Under a new program being rolled out by college officials, continuing-education classes that formerly were tuition-free or charged nominal fees will soon cost considerably more.
Continuing education classes cover a wide range of subjects, including arts, crafts, fitness, finance, gardening, health, humanities, language, literature, technology, and on and on.
Classes meet at SBCC’s Wake Center and Schott Center in Santa Barbara, and other locations throughout the area.
After 12 months of discussion and planning, the college has announced its new Center for Lifelong Learning (CLL), which will operate without state funding.
The program was outlined for the community last month in a series of forums.
During one of the gatherings, Cathie Smith, president of the Art Association of Santa Barbara, explained how the state has ended funding for personal-enrichment courses at SBCC.
“We are losing money every week from the state,” Smith said.
Jack Friedlander, vice president of SBCC, said the college hopes to maintain low fees for the CLL classes.
“In terms of keeping the costs low, having these courses at the college facilities diminishes costs of staff, equipment, and facility use which are incurred anyway for state supported classes,” Friedlander said. “In terms of instructor salaries, we are probably looking at a revenue-share model where instructors will receive a 50/50 split. This will keep our overhead low which will enable us to keep our costs low.”
On Nov. 8, the college’s Board of Trustees was asked by SBCC President Lori Gaskin to approve hiring an executive director for the CLL. This position is expected to be filled by late December if approved.
Response to the change has been mixed.
“The shock is the lack of funding from the state and a class that was $15 is now $115,” said Shirley Morrison, an adult-education student, who attended one of the forums.

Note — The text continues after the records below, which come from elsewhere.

use std::fmt;

use super::Engine;
use crate::{config::Severity, fields::Fields};

/// A record under construction: the engine it will be written to and the fields it carries.
///
/// Nothing is written until one of the severity methods is called.
///
/// ```rust
/// # use stackdriver_logger::{Config, Logger};
/// # let logger = Logger::new(Config::new("info", "svc", "1").with_writer(std::io::sink)).unwrap();
/// logger
///     .entry()
///     .with_field("user", "ferris")
///     .with_field("attempt", 3)
///     .warn("login throttled");
/// ```
#[derive(Clone)]
pub struct Entry<'a> {
    engine: &'a Engine,
    fields: Fields,
}

impl<'a> Entry<'a> {
    pub(crate) fn new(engine: &'a Engine) -> Self {
        Self {
            engine,
            fields: Fields::new(),
        }
    }

    /// Adds `fields` to the entry. Keys already present are replaced.
    pub fn with_fields(mut self, fields: Fields) -> Self {
        self.fields.extend(fields);
        self
    }

    pub fn with_field(mut self, key: impl Into<String>, value: impl Into<serde_json::Value>) -> Self {
        self.fields.insert(key.into(), value.into());
        self
    }

    pub fn fields(&self) -> &Fields {
        &self.fields
    }

    pub fn engine(&self) -> &'a Engine {
        self.engine
    }

    pub fn log(&self, severity: Severity, message: impl fmt::Display) {
        // Filtered records never format their message.
        if self.engine.enabled(severity) {
            self.engine
                .write(severity, &message.to_string(), &self.fields);
        }
    }

    pub fn trace(&self, message: impl fmt::Display) {
        self.log(Severity::Trace, message);
    }

    pub fn debug(&self, message: impl fmt::Display) {
        self.log(Severity::Debug, message);
    }

    pub fn info(&self, message: impl fmt::Display) {
        self.log(Severity::Info, message);
    }

    pub fn warn(&self, message: impl fmt::Display) {
        self.log(Severity::Warn, message);
    }

    pub fn error(&self, message: impl fmt::Display) {
        self.log(Severity::Error, message);
    }
}

impl fmt::Debug for Entry<'_> {
    fn fmt(&self, f: &mut fmt::Formatter<'_>) -> fmt::Result {
        f.debug_struct("Entry")
            .field("fields", &self.fields)
            .finish_non_exhaustive()
    }
}
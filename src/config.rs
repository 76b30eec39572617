use std::{fmt, str::FromStr};

use tracing_subscriber::fmt::{time::FormatTime, writer::BoxMakeWriter, MakeWriter};

use crate::time::Rfc3339Nanos;

/// Severity of a record, ordered from the least to the most verbose.
///
/// A record is written when its severity is less than or equal to the configured level, so a
/// logger configured with [`Severity::Info`] writes `error` and `warning` records but drops
/// `debug` ones.
#[derive(Debug, Clone, Copy, PartialEq, Eq, PartialOrd, Ord, Hash)]
pub enum Severity {
    Panic,
    Fatal,
    Error,
    Warn,
    Info,
    Debug,
    Trace,
}

impl Severity {
    /// The name written to the `severity` field.
    pub fn as_str(self) -> &'static str {
        match self {
            Severity::Panic => "panic",
            Severity::Fatal => "fatal",
            Severity::Error => "error",
            Severity::Warn => "warning",
            Severity::Info => "info",
            Severity::Debug => "debug",
            Severity::Trace => "trace",
        }
    }
}

impl fmt::Display for Severity {
    fn fmt(&self, f: &mut fmt::Formatter<'_>) -> fmt::Result {
        f.write_str(self.as_str())
    }
}

impl FromStr for Severity {
    type Err = ConfigError;

    fn from_str(level: &str) -> Result<Self, Self::Err> {
        match level.to_ascii_lowercase().as_str() {
            "panic" => Ok(Severity::Panic),
            "fatal" => Ok(Severity::Fatal),
            "error" => Ok(Severity::Error),
            "warn" | "warning" => Ok(Severity::Warn),
            "info" => Ok(Severity::Info),
            "debug" => Ok(Severity::Debug),
            "trace" => Ok(Severity::Trace),
            _ => Err(ConfigError::InvalidLevel(level.to_owned())),
        }
    }
}

impl From<tracing::Level> for Severity {
    fn from(level: tracing::Level) -> Self {
        if level == tracing::Level::ERROR {
            Severity::Error
        } else if level == tracing::Level::WARN {
            Severity::Warn
        } else if level == tracing::Level::INFO {
            Severity::Info
        } else if level == tracing::Level::DEBUG {
            Severity::Debug
        } else {
            Severity::Trace
        }
    }
}

#[derive(Debug, thiserror::Error)]
pub enum ConfigError {
    #[error("not a valid logging level: {0:?}")]
    InvalidLevel(String),
}

/// Settings used by [`Logger::new`](crate::Logger::new).
///
/// # Examples
///
/// ```rust
/// use stackdriver_logger::{Config, Logger};
///
/// let logger = Logger::new(
///     Config::new("info", "checkout", "1.4.2").with_writer(std::io::stderr),
/// )
/// .unwrap();
/// logger.info("ready");
/// ```
pub struct Config {
    /// Records less severe than this level are not written.
    pub logging_level: String,
    pub service_name: String,
    pub version: String,
    /// Where records are written. Standard output when unset.
    pub writer: Option<BoxMakeWriter>,
    pub(crate) timer: Option<Box<dyn FormatTime + Send + Sync>>,
    pub(crate) log_internal_errors: bool,
}

impl Config {
    pub fn new(
        logging_level: impl Into<String>,
        service_name: impl Into<String>,
        version: impl Into<String>,
    ) -> Self {
        Self {
            logging_level: logging_level.into(),
            service_name: service_name.into(),
            version: version.into(),
            writer: None,
            timer: None,
            log_internal_errors: false,
        }
    }

    /// Sets the [`MakeWriter`] records are written to.
    ///
    /// Any writer works, which makes it easy to capture the output in tests:
    ///
    /// ```rust
    /// # use stackdriver_logger::Config;
    /// let config = Config::new("debug", "test", "1.0.0").with_writer(std::io::sink);
    /// ```
    pub fn with_writer<W>(mut self, make_writer: W) -> Self
    where
        W: for<'writer> MakeWriter<'writer> + Send + Sync + 'static,
    {
        self.writer = Some(BoxMakeWriter::new(make_writer));
        self
    }

    /// Use the given [`timer`] for the `timestamp` and `eventTime` fields.
    ///
    /// [`timer`]: tracing_subscriber::fmt::time::FormatTime
    pub fn with_timer<T: FormatTime + Send + Sync + 'static>(mut self, timer: T) -> Self {
        self.timer = Some(Box::new(timer));
        self
    }

    /// Sets whether failures to serialize or write a record are reported on stderr.
    /// Defaults to false.
    pub fn log_internal_errors(mut self, log_internal_errors: bool) -> Self {
        self.log_internal_errors = log_internal_errors;
        self
    }

    pub(crate) fn take_timer(&mut self) -> Box<dyn FormatTime + Send + Sync> {
        self.timer.take().unwrap_or_else(|| Box::new(Rfc3339Nanos))
    }
}

impl fmt::Debug for Config {
    fn fmt(&self, f: &mut fmt::Formatter<'_>) -> fmt::Result {
        f.debug_struct("Config")
            .field("logging_level", &self.logging_level)
            .field("service_name", &self.service_name)
            .field("version", &self.version)
            .field("writer", &self.writer.as_ref().map(|_| ".."))
            .field("log_internal_errors", &self.log_internal_errors)
            .finish_non_exhaustive()
    }
}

“I always wanted to take a number of classes, but worked during the day and was too tired in the evenings,” Morrison said. “So, I was very glad that after I retired that the classes were available to me. I hope that the classes continue.”
She has signed up for a quilting class for the spring semester despite the rise in cost.
The forums were held to share the direction and progress of the CLL and seek input on the types of course offerings that the community wants and will support.
Friedlander, expressed his goal to keep the personal-enrichment courses attractive to community members, asking those in attendance to brainstorm about the kinds of classes that would likely be in demand.
“The purpose of today’s session is to ask, who would take these classes?” Friedlander said. “We desperately need community support on all levels.”
The center will offer the community non-credit, self-supporting classes and seminars primarily in the advancement areas. Some of the classes that will be offered are; quilting, dance, retirement planning, beginning computer skills, photography, bow making, and much more.
Richard Saffold, a bow-making instructor of one year for the CLL, shared his desire to contribute to a well-rounded curriculum.
“Now everything is getting cutback. It’s important have classes to offer that people want to pay for. I like watching their [students] eyes light up when they first shoot their bow,” Saffold said of his favorite part of teaching the community. “Just seeing students who have never shot a bow, and always wanted to do it, there so much anticipation.”
“I feel that if we do the right thing for the community, they [community] will support the college,” Friedlander said.